A few things:
0. I'm not a communist! I'm a capitalist... with qualms. My tentative thesis: capitalism rests on the free-market mechanism (FMM), but is self-defeating as soon as it is applied in a necessarily limiting social context (i.e., capitalism requires market-external intervention), whereas distributism protects the FMM but in a radically different form (i.e., the ecological analogue of 'distributed cognition/processing'). Since both theories consist in the FMM, there cannot be a clash between them, unless/until the former rejects the structure of the latter in favor of politically abetted concentration, a concentration which denatures the 'neural' tissue of the FMM. Capitalism emphasizes the mechanism of the FMM at the expense of a sustainable structure, while distributism emphasizes the structure of how the FMM can persist.
1. I don't capitalize "distributism". It's too tendentious/pugnacious, otherwise. Marxism, Darwinism, Georgism, etc. Okay. But let's stick to socialism, capitalism, distirbutism, institutionalism, solidarism, etc.
1a. Georgism and distributism, dear cousins!
2. Even mentioning "distribution" scares otherwise receptive conservative/traditionalist minds, so distributism needs a new name. I propose: "[Darwinian] niche capitalism" or "radically parallel-process capitalism" or "ecomodular capitalism".

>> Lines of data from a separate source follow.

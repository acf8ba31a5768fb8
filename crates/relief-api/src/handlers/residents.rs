//! Affected resident endpoints.
//!
//! | Method | Path | Description |
//! |--------|------|-------------|
//! | `POST` | `/api/events/{id}/residents/registry` | Register by national ID (201 new, 200 updated) |
//! | `POST` | `/api/events/{id}/residents/registry/bulk` | Register many; per-ID outcomes |
//! | `POST` | `/api/events/{id}/residents/manual` | Register by hand |
//! | `GET` | `/api/events/{id}/residents` | Filtered listing |
//! | `GET` | `/api/events/{id}/residents/counts` | Counts per condition |
//! | `GET` | `/api/residents/{id}` | Single resident |
//! | `DELETE` | `/api/residents/{id}` | Hard delete |
//! | `PUT` | `/api/residents/{id}/condition` | Change condition and post link |
//! | `PUT` | `/api/residents/{id}/location` | Set location text |

use std::sync::Arc;

use axum::Json;
use axum::extract::{Path, State};
use axum::http::StatusCode;
use axum::response::IntoResponse;
use chrono::{DateTime, Utc};
use relief_core::{BulkRegistryEntry, ManualEntry, RegistryEntry};
use relief_types::{EventId, PostId, ResidentCondition, ResidentFilter, ResidentId};
use uuid::Uuid;

use super::parse_id;
use crate::error::ApiError;
use crate::extract::{Body, Operator, Params};
use crate::state::AppState;

// ---------------------------------------------------------------------------
// Request types
// ---------------------------------------------------------------------------

/// Query parameters for `GET /api/events/{id}/residents`.
#[derive(Debug, serde::Deserialize)]
pub struct ResidentsQuery {
    /// Only residents in this condition.
    pub condition: Option<ResidentCondition>,
    /// Only residents sheltered at this post.
    pub posko_id: Option<Uuid>,
    /// Only records changed at or after this RFC 3339 instant.
    pub updated_since: Option<DateTime<Utc>>,
}

/// Request body for `PUT /api/residents/{id}/condition`.
#[derive(Debug, serde::Deserialize)]
pub struct ConditionRequest {
    /// New condition.
    pub condition: ResidentCondition,
    /// Shelter post; ignored unless the condition occupies a shelter.
    #[serde(default)]
    pub posko_id: Option<PostId>,
}

/// Request body for `PUT /api/residents/{id}/location`.
#[derive(Debug, serde::Deserialize)]
pub struct LocationRequest {
    /// Free-text location.
    pub location: String,
}

// ---------------------------------------------------------------------------
// Handlers
// ---------------------------------------------------------------------------

/// Register (or re-register) a registry-linked resident.
pub async fn register_from_registry(
    State(state): State<Arc<AppState>>,
    Operator(actor): Operator,
    Path(id): Path<String>,
    Body(entry): Body<RegistryEntry>,
) -> Result<impl IntoResponse, ApiError> {
    let event_id: EventId = parse_id(&id)?;
    let registered = state
        .relief
        .residents
        .register_from_registry(event_id, entry, &actor)
        .await?;
    let status = if registered.created {
        StatusCode::CREATED
    } else {
        StatusCode::OK
    };
    Ok((status, Json(registered)))
}

/// Register many registry-linked residents. Always 200; each entry of
/// `results` reports its own outcome, in request order.
pub async fn bulk_register(
    State(state): State<Arc<AppState>>,
    Operator(actor): Operator,
    Path(id): Path<String>,
    Body(entry): Body<BulkRegistryEntry>,
) -> Result<impl IntoResponse, ApiError> {
    let event_id: EventId = parse_id(&id)?;
    let external_ids = entry.external_ids.clone();
    let outcomes = state
        .relief
        .residents
        .bulk_register_from_registry(event_id, entry, &actor)
        .await;

    let mut failed = 0_usize;
    let results: Vec<serde_json::Value> = external_ids
        .iter()
        .zip(outcomes)
        .map(|(external_id, outcome)| match outcome {
            Ok(registered) => serde_json::json!({
                "external_id": external_id,
                "ok": true,
                "created": registered.created,
                "resident": registered.resident,
            }),
            Err(err) => {
                failed = failed.saturating_add(1);
                let err = ApiError::from(err);
                serde_json::json!({
                    "external_id": external_id,
                    "ok": false,
                    "error": err.to_string(),
                    "kind": err.kind(),
                })
            }
        })
        .collect();

    Ok(Json(serde_json::json!({
        "count": results.len(),
        "failed": failed,
        "results": results,
    })))
}

/// Register a resident by hand.
pub async fn register_manual(
    State(state): State<Arc<AppState>>,
    Operator(actor): Operator,
    Path(id): Path<String>,
    Body(entry): Body<ManualEntry>,
) -> Result<impl IntoResponse, ApiError> {
    let event_id: EventId = parse_id(&id)?;
    let resident = state
        .relief
        .residents
        .register_manual(event_id, entry, &actor)
        .await?;
    Ok((StatusCode::CREATED, Json(resident)))
}

/// Residents of an event.
///
/// # Query Parameters
///
/// - `condition`: e.g. `DISPLACED`
/// - `posko_id`: post UUID
/// - `updated_since`: RFC 3339 timestamp, for pollers
pub async fn list_residents(
    State(state): State<Arc<AppState>>,
    Path(id): Path<String>,
    Params(params): Params<ResidentsQuery>,
) -> Result<impl IntoResponse, ApiError> {
    let event_id: EventId = parse_id(&id)?;
    let filter = ResidentFilter {
        condition: params.condition,
        posko_id: params.posko_id.map(PostId::from),
        updated_since: params.updated_since,
    };
    let residents = state.relief.residents.list(event_id, &filter).await?;
    Ok(Json(serde_json::json!({
        "count": residents.len(),
        "residents": residents,
    })))
}

/// Counts per condition.
pub async fn condition_counts(
    State(state): State<Arc<AppState>>,
    Path(id): Path<String>,
) -> Result<impl IntoResponse, ApiError> {
    let event_id: EventId = parse_id(&id)?;
    Ok(Json(
        state.relief.residents.counts_by_condition(event_id).await?,
    ))
}

/// Single resident.
pub async fn get_resident(
    State(state): State<Arc<AppState>>,
    Path(id): Path<String>,
) -> Result<impl IntoResponse, ApiError> {
    let resident_id: ResidentId = parse_id(&id)?;
    Ok(Json(state.relief.residents.get(resident_id).await?))
}

/// Hard-delete a resident.
pub async fn delete_resident(
    State(state): State<Arc<AppState>>,
    Operator(actor): Operator,
    Path(id): Path<String>,
) -> Result<impl IntoResponse, ApiError> {
    let resident_id: ResidentId = parse_id(&id)?;
    state.relief.residents.delete(resident_id, &actor).await?;
    Ok(StatusCode::NO_CONTENT)
}

/// Change condition and post link.
pub async fn update_condition(
    State(state): State<Arc<AppState>>,
    Operator(actor): Operator,
    Path(id): Path<String>,
    Body(request): Body<ConditionRequest>,
) -> Result<impl IntoResponse, ApiError> {
    let resident_id: ResidentId = parse_id(&id)?;
    let resident = state
        .relief
        .residents
        .update_condition(resident_id, request.condition, request.posko_id, &actor)
        .await?;
    Ok(Json(resident))
}

/// Set the location of an unsheltered resident.
pub async fn update_location(
    State(state): State<Arc<AppState>>,
    Operator(actor): Operator,
    Path(id): Path<String>,
    Body(request): Body<LocationRequest>,
) -> Result<impl IntoResponse, ApiError> {
    let resident_id: ResidentId = parse_id(&id)?;
    let resident = state
        .relief
        .residents
        .update_location(resident_id, &request.location, &actor)
        .await?;
    Ok(Json(resident))
}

3. I'm not a bought-and-sold distributist. Not yet, anyway. I really am just reading in all directions, and basically making up for a mediocre economic education along the way. I'm a big fan of the free market and, as an American, I'm hugely biased towards capitalism. I am gravely dissatisfied, however, with the historically regular and increasingly manifest link between "capital concentration" and "political centralization" (and vice versa!) If, however, the Magisterium indicates that neoclassical liberalism (NL) is heresy, let NL burn.
4. As John Médaille argues, economic reform is only possible after political reform, and political structure follows economic dynamics. The rise of federal hegemony over states' rights is a parallel development of the corporatist centralization of capital in the USA. Likewise, the dismantling of federal debt and welfare statism can only come by (re)distributing the political power to the states, cities, and boroughs of the USA. In turn, once these local (!) powers regain their power, they will regain their revenue responsibility in the republic. Away with kicking problems upstairs to Uncle Sam!
4a. There is a crucial link between states' rights and truly free markets, since (classical) federalism is just political distributism. This is why I believe the "Austrian–distributist" debate among Catholics is a new kind of De Auxiliis for the Church. If they are ever going to find each other (as kissing cousins, indeed), Austrianism and distributism will do so in the domain of states' rights, at least in the USA.